GIVEN ENTRIES: Begin

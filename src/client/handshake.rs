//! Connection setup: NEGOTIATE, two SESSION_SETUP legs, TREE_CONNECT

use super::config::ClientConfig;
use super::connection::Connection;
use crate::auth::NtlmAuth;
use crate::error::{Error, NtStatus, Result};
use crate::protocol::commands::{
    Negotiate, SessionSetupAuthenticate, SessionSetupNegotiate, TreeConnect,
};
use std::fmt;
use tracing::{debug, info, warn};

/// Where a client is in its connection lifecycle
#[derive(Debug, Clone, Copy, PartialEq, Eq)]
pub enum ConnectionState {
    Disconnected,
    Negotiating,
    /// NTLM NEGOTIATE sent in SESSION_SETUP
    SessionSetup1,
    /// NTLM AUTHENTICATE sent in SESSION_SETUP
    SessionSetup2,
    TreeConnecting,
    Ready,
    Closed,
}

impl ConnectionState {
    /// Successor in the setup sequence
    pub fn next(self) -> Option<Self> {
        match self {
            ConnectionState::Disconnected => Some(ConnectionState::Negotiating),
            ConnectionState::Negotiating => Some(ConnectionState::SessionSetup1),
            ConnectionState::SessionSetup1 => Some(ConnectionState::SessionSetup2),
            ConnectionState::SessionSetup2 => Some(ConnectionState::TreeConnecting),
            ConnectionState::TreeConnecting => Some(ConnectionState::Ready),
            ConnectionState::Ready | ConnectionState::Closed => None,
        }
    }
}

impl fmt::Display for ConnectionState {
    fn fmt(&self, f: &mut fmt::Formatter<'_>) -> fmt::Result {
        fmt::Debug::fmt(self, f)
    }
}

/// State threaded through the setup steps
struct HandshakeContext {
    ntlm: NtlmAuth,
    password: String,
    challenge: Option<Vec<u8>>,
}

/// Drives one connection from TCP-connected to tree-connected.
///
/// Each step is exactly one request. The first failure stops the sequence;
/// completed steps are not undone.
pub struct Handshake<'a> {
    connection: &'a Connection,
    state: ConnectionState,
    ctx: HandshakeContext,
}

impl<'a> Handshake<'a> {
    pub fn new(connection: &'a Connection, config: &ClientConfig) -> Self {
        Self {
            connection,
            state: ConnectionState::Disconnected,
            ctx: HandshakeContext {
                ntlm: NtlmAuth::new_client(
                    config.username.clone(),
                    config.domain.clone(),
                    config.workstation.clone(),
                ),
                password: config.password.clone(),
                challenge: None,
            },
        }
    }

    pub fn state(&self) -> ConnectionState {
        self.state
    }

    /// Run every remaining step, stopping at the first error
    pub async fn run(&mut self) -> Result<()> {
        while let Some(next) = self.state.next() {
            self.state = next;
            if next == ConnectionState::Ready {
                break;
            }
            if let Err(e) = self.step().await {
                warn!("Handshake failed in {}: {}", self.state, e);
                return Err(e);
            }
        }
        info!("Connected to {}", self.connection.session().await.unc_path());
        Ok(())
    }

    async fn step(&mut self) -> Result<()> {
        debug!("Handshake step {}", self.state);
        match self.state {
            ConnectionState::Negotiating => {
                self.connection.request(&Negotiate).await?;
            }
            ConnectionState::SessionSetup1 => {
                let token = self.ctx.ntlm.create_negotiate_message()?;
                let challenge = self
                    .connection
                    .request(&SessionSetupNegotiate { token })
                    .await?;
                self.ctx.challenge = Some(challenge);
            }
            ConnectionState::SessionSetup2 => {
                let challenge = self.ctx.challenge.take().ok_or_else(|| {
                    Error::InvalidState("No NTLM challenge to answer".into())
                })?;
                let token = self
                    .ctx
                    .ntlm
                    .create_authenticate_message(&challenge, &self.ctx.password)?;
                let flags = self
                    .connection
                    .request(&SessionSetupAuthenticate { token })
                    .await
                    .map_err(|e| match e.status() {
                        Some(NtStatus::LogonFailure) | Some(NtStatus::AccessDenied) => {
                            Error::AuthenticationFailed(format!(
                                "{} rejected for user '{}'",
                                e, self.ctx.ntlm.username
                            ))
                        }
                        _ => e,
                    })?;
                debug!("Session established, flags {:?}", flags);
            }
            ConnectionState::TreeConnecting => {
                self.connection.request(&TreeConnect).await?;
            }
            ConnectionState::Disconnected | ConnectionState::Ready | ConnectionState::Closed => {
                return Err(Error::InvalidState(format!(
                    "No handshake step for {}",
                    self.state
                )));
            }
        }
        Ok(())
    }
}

GIVEN ENTRIES: End
GIVEN ENTRIES: Begin

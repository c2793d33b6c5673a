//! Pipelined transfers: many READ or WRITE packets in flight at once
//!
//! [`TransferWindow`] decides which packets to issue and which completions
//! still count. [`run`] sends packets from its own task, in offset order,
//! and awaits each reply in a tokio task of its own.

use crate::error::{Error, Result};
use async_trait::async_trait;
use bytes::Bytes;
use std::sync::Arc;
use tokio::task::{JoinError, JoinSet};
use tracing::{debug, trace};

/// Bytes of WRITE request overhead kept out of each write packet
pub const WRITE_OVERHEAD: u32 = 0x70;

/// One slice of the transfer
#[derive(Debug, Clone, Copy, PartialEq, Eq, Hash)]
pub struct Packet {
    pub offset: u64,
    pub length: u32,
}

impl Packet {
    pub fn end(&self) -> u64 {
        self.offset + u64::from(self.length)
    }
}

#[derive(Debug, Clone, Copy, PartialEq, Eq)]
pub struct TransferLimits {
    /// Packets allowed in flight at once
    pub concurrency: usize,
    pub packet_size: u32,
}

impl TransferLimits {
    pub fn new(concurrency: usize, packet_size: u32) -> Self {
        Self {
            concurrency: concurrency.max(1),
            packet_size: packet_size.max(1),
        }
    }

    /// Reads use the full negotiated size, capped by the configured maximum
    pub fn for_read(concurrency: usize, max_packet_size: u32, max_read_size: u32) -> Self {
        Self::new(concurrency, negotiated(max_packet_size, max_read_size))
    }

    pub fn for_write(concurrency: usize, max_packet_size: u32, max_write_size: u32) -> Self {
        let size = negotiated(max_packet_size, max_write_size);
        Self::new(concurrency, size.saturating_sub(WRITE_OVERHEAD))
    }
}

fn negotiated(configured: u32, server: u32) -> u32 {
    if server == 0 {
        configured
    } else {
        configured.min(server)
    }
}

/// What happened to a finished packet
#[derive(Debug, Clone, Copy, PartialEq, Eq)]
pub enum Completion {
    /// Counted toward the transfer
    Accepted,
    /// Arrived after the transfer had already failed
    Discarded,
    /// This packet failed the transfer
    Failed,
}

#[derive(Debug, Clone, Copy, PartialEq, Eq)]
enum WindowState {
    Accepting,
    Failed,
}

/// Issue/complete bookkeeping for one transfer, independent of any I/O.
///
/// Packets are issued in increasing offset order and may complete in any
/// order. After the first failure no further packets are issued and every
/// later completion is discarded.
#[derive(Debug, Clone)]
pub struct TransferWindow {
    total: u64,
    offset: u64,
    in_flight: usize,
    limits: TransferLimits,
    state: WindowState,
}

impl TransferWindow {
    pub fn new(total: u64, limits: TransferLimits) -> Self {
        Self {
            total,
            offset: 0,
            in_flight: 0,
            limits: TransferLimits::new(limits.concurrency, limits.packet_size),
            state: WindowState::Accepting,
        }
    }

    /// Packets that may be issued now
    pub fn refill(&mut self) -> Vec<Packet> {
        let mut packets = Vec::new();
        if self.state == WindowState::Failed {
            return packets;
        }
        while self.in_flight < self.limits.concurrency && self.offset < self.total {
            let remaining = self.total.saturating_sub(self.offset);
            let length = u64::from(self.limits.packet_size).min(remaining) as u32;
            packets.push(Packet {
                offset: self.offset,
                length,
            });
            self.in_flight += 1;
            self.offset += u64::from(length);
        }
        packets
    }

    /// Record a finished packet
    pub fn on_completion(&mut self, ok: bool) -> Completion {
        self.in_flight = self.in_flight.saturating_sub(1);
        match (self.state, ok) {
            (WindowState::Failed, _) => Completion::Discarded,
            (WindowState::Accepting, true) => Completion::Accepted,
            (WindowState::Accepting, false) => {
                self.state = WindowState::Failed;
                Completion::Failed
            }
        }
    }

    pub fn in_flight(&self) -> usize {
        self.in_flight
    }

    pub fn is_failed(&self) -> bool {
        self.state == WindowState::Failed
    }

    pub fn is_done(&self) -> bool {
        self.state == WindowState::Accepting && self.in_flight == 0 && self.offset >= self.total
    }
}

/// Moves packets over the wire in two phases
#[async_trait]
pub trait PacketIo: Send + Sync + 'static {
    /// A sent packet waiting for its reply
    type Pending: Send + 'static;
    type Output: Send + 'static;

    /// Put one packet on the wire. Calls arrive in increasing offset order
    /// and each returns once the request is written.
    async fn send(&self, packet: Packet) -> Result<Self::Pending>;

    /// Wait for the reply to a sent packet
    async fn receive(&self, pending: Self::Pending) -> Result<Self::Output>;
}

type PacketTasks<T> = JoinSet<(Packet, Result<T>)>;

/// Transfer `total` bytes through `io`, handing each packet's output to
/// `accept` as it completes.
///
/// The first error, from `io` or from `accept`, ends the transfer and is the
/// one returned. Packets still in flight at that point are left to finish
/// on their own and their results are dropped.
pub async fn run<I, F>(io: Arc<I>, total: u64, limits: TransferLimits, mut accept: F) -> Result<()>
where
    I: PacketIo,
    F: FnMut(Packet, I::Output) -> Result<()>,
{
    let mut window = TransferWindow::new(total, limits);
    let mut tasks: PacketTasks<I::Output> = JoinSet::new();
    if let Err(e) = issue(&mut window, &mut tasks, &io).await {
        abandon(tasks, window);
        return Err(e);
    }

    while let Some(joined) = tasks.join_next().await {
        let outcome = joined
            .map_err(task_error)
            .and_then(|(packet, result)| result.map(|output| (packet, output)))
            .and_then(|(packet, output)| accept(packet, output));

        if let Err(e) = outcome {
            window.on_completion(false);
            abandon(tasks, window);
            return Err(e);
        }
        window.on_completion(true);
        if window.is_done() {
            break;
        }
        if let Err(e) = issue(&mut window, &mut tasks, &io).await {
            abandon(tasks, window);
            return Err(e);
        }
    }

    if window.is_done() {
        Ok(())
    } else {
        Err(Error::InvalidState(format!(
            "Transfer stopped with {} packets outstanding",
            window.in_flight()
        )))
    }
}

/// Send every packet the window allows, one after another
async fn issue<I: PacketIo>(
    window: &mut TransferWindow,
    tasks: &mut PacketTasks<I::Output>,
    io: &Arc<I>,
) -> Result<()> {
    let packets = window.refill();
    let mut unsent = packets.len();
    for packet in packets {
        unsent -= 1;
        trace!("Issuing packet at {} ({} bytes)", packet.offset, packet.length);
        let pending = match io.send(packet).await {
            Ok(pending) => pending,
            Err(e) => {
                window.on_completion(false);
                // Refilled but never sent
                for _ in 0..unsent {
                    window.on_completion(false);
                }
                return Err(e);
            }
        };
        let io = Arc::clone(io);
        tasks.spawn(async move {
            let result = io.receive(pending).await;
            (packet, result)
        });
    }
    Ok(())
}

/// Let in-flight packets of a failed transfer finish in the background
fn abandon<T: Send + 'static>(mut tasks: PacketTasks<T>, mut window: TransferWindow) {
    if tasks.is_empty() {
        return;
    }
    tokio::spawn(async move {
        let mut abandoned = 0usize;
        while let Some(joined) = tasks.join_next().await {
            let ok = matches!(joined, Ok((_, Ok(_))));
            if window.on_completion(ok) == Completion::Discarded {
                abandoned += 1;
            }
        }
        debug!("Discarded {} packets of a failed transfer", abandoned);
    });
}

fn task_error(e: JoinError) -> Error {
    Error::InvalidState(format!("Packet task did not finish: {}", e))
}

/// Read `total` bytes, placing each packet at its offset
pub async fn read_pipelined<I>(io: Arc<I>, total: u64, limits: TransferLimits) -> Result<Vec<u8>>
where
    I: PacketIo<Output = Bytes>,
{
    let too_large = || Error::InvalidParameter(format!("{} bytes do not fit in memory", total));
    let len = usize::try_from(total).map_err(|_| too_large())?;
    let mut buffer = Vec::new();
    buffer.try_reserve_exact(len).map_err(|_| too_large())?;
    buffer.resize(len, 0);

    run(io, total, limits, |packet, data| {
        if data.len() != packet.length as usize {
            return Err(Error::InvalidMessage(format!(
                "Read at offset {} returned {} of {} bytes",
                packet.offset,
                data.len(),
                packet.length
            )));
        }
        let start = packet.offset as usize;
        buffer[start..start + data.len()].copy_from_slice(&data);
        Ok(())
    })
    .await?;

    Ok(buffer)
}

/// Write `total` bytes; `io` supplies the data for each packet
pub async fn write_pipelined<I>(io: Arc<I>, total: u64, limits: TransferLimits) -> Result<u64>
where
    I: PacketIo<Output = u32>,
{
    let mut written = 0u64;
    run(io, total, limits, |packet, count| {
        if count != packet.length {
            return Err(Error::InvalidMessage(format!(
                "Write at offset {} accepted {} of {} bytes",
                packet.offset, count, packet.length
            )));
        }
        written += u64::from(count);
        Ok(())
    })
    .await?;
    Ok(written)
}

GIVEN ENTRIES: End
GIVEN ENTRIES: Begin

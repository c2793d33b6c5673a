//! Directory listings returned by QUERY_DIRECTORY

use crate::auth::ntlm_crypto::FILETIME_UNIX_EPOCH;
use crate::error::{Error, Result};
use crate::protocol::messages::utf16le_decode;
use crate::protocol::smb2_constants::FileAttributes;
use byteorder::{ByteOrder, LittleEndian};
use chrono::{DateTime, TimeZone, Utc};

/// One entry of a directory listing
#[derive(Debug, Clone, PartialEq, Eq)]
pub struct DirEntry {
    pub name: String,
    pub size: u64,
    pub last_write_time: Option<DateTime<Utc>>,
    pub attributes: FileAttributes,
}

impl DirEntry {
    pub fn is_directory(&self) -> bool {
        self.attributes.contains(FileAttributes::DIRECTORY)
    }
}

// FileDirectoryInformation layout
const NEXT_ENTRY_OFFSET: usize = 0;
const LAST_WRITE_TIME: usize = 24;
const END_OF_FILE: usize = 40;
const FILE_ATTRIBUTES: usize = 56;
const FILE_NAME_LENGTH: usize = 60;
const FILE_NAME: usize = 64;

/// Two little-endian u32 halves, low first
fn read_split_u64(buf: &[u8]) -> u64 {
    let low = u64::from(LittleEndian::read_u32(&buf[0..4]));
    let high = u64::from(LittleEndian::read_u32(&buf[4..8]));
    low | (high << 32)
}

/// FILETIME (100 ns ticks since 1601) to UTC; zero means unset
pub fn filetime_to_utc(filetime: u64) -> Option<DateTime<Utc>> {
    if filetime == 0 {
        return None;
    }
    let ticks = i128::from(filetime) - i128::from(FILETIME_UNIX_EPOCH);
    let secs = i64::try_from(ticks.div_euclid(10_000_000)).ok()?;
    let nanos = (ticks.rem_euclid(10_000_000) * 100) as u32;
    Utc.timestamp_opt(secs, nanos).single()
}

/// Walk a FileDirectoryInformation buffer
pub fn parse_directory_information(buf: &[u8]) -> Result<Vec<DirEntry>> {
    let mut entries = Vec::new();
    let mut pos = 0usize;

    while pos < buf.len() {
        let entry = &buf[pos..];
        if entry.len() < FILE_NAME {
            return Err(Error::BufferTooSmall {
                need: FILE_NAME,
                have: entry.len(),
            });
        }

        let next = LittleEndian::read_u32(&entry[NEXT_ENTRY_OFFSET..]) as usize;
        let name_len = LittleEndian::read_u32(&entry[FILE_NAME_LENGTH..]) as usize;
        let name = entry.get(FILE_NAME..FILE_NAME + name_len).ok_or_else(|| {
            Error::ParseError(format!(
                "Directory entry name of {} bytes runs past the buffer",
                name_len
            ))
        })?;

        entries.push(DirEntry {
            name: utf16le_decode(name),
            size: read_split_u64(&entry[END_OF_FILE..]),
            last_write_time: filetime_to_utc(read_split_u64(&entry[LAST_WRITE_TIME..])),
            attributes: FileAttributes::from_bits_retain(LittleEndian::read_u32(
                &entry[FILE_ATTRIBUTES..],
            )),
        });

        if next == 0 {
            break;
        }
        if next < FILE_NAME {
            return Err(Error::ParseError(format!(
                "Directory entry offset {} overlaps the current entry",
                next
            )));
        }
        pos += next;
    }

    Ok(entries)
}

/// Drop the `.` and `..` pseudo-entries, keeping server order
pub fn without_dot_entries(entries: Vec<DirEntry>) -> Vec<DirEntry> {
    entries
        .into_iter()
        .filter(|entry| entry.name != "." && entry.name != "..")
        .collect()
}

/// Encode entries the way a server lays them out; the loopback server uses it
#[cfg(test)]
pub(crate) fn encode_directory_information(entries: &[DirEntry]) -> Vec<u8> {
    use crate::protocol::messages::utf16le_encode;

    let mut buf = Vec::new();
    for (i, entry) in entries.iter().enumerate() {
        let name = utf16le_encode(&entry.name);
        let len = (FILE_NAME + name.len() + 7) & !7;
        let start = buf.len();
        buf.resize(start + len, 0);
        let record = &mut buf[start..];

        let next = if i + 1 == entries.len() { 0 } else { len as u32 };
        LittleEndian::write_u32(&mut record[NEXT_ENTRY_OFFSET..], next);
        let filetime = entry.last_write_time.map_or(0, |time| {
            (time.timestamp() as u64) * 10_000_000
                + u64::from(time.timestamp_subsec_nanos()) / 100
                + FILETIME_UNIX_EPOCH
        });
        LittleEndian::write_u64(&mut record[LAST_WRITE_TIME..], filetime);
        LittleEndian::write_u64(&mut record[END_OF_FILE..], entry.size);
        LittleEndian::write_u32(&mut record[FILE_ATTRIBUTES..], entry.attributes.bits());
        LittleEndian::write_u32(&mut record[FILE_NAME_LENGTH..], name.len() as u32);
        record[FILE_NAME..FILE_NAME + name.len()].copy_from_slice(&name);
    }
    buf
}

GIVEN ENTRIES: End

■ WHAT TO PRODUCE ■
Which lines of the listing contain the string "server"? Copy every one of them.

■ OUTPUT FOR THIS TASK ■
fn negotiated(configured: u32, server: u32) -> u32 {
    if server == 0 {
        configured.min(server)
/// Drop the `.` and `..` pseudo-entries, keeping server order
/// Encode entries the way a server lays them out; the loopback server uses it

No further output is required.